Cultivar-specific fungicide resistance emerges during a growing season in field populations of Zymoseptoria tritici

Zymoseptoria tritici causes the most damaging wheat disease in Europe, septoria tritici blotch (STB). In Europe, STB is controlled mainly by fungicides and fungicide resistance is frequently reported. While fungicide resistance is thought to emerge mainly from standing genetic variation within field populations of Z. tritici, few studies have attempted to quantify the degree of fungicide resistance occurring at the field scale and to measure changes in frequencies of resistant strains following fungicide applications during a single growing season. Even fewer studies have considered the effects of different wheat cultivars on the emergence of fungicide resistance. We measured EC50 values for 1005 strains of Z. tritici sampled at two time points from 17 different wheat cultivars growing in a replicated field experiment that was treated with combinations of five different fungicides three times during the growing season. We found that field populations of Z. tritici can maintain a very high diversity in fungicide sensitivity phenotypes despite three fungicide treatments, with as much diversity found within a single field during a single growing season as has been described across all of Europe over several years.

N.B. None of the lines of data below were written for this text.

//! Dispute resolver — opens, tracks and resolves disputes, overriding
//! normal booking progression while one is pending.

use std::sync::Arc;

use chrono::{DateTime, Duration, Utc};
use dashmap::DashMap;
use tracing::info;
use uuid::Uuid;

use adspace_booking::BookingEngine;
use adspace_core::error::{MarketError, MarketResult};
use adspace_core::event_bus::{make_event, noop_sink, EventSink};
use adspace_core::types::{
    BookingStatus, Dispute, DisputeStatus, EventType, IssueType, RefundTrigger, ResolutionAction,
};
use adspace_escrow::{PayoutScheduler, RefundCoordinator};

/// Coordinates the dispute side-track: entering it, holding money, and
/// applying the administrator's resolution.
#[derive(Clone)]
pub struct DisputeResolver {
    disputes: Arc<DashMap<Uuid, Dispute>>,
    by_booking: Arc<DashMap<Uuid, Uuid>>,
    bookings: BookingEngine,
    payouts: PayoutScheduler,
    refunds: RefundCoordinator,
    event_sink: Arc<dyn EventSink>,
    grace_days: i64,
}

impl std::fmt::Debug for DisputeResolver {
    fn fmt(&self, f: &mut std::fmt::Formatter<'_>) -> std::fmt::Result {
        f.debug_struct("DisputeResolver")
            .field("disputes", &self.disputes.len())
            .field("grace_days", &self.grace_days)
            .finish()
    }
}

impl DisputeResolver {
    pub fn new(
        bookings: BookingEngine,
        payouts: PayoutScheduler,
        refunds: RefundCoordinator,
        grace_days: i64,
    ) -> Self {
        Self {
            disputes: Arc::new(DashMap::new()),
            by_booking: Arc::new(DashMap::new()),
            bookings,
            payouts,
            refunds,
            event_sink: noop_sink(),
            grace_days,
        }
    }

    /// Attach an event sink for emitting notification events.
    pub fn with_event_sink(mut self, sink: Arc<dyn EventSink>) -> Self {
        self.event_sink = sink;
        self
    }

    pub fn get(&self, dispute_id: Uuid) -> MarketResult<Dispute> {
        self.disputes
            .get(&dispute_id)
            .map(|r| r.value().clone())
            .ok_or(MarketError::NotFound {
                entity: "dispute",
                id: dispute_id,
            })
    }

    pub fn get_by_booking(&self, booking_id: Uuid) -> Option<Dispute> {
        self.by_booking
            .get(&booking_id)
            .and_then(|id| self.disputes.get(id.value()))
            .map(|r| r.value().clone())
    }

    /// Open a dispute against a booking. Legal only once installation
    /// evidence exists (`Installed`, `Verified`) or after completion within
    /// the grace window. Puts the booking on the dispute side-track and
    /// holds all pending payouts.
    pub fn open_dispute(
        &self,
        booking_id: Uuid,
        issue_type: IssueType,
        reason: &str,
        evidence_photos: Vec<String>,
        now: DateTime<Utc>,
    ) -> MarketResult<Dispute> {
        if reason.trim().is_empty() {
            return Err(MarketError::Validation(
                "a dispute reason is required".into(),
            ));
        }
        if self.by_booking.contains_key(&booking_id) {
            return Err(MarketError::Validation(
                "a dispute already exists for this booking".into(),
            ));
        }

        let booking = self.bookings.get(booking_id)?;
        match booking.status {
            BookingStatus::Installed | BookingStatus::Verified => {}
            BookingStatus::Completed => {
                let completed_at = booking.completed_at.unwrap_or(booking.updated_at);
                if now > completed_at + Duration::days(self.grace_days) {
                    return Err(MarketError::Validation(format!(
                        "dispute grace period of {} day(s) after completion has expired",
                        self.grace_days
                    )));
                }
            }
            other => {
                return Err(MarketError::StateViolation {
                    from: other,
                    action: "open_dispute",
                })
            }
        }

        self.bookings.enter_dispute(booking_id)?;
        self.payouts.hold_for_dispute(booking_id);

        let dispute = Dispute {
            id: Uuid::new_v4(),
            booking_id,
            issue_type,
            reason: reason.to_string(),
            evidence_photos,
            disputed_at: now,
            status: DisputeStatus::Open,
            resolution_action: None,
            resolution_notes: None,
            resolved_at: None,
            version: 1,
        };
        self.by_booking.insert(booking_id, dispute.id);
        self.disputes.insert(dispute.id, dispute.clone());

        info!(
            dispute_id = %dispute.id,
            booking_id = %booking_id,
            ?issue_type,
            "Dispute opened"
        );
        self.event_sink.emit(make_event(
            EventType::DisputeOpened,
            booking_id,
            Some(dispute.id),
            Some(reason.to_string()),
        ));
        Ok(dispute)
    }

    /// Apply the administrator's resolution. Exactly one resolution per
    /// dispute; later calls fail with `AlreadyResolved`.
    pub fn resolve_dispute(
        &self,
        dispute_id: Uuid,
        action: ResolutionAction,
        notes: &str,
        now: DateTime<Utc>,
    ) -> MarketResult<Dispute> {
        let dispute = self.get(dispute_id)?;
        if dispute.status == DisputeStatus::Resolved {
            return Err(MarketError::AlreadyResolved(dispute_id));
        }

        let booking = self.bookings.get(dispute.booking_id)?;
        let prior = booking
            .status_before_dispute
            .unwrap_or(BookingStatus::Installed);

        match action {
            ResolutionAction::UpholdOwner => {
                self.bookings
                    .exit_dispute(booking.id, prior, false, None)?;
                self.payouts.release_hold(booking.id);
                let restored = self.bookings.get(booking.id)?;
                for result in self.payouts.release_due_stages(&restored) {
                    // Payment failures are recorded on the payout; they must
                    // not undo the resolution itself.
                    let _ = result;
                }
            }
            ResolutionAction::UpholdAdvertiser => {
                self.refunds.issue_refund(
                    &booking,
                    RefundTrigger::DisputeUpheldAdvertiser,
                    Some(booking.pricing.total_amount),
                )?;
                if prior == BookingStatus::Completed {
                    self.bookings
                        .exit_dispute(booking.id, BookingStatus::Completed, true, None)?;
                } else {
                    self.bookings.exit_dispute(
                        booking.id,
                        BookingStatus::Cancelled,
                        false,
                        Some("dispute resolved in advertiser's favor"),
                    )?;
                }
            }
            ResolutionAction::Split { refund_amount } => {
                if refund_amount <= 0.0 || refund_amount >= booking.pricing.total_amount {
                    return Err(MarketError::Validation(format!(
                        "split refund must be between 0 and {:.2}",
                        booking.pricing.total_amount
                    )));
                }
                self.refunds.issue_refund(
                    &booking,
                    RefundTrigger::DisputeSplit,
                    Some(refund_amount),
                )?;
                let completed_with_refund = prior == BookingStatus::Completed;
                self.bookings
                    .exit_dispute(booking.id, prior, completed_with_refund, None)?;
                self.payouts.release_hold(booking.id);
                let restored = self.bookings.get(booking.id)?;
                for result in self.payouts.release_due_stages(&restored) {
                    let _ = result;
                }
            }
        }

        let mut entry = self
            .disputes
            .get_mut(&dispute_id)
            .ok_or(MarketError::NotFound {
                entity: "dispute",
                id: dispute_id,
            })?;
        let d = entry.value_mut();
        d.status = DisputeStatus::Resolved;
        d.resolution_action = Some(action);
        d.resolution_notes = Some(notes.to_string());
        d.resolved_at = Some(now);
        d.version += 1;
        let resolved = d.clone();
        drop(entry);

        info!(
            dispute_id = %dispute_id,
            booking_id = %resolved.booking_id,
            ?action,
            "Dispute resolved"
        );
        self.event_sink.emit(make_event(
            EventType::DisputeResolved,
            resolved.booking_id,
            Some(dispute_id),
            Some(notes.to_string()),
        ));
        Ok(resolved)
    }
}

Multidrug resistance to two or more fungicides was found in 18.9% of the tested strains. We discovered that wheat cultivars that were more resistant to STB tended to be colonized by Z. tritici strains that exhibited higher fungicide resistance. We also found that specific wheat cultivars selected for resistance to specific active ingredients. Overall, our findings illustrate the many challenges associated with designing fungicide treatment programs that aim to reduce selection for fungicide resistance when confronted with a pathogen like Z. tritici that has a very high evolutionary potential.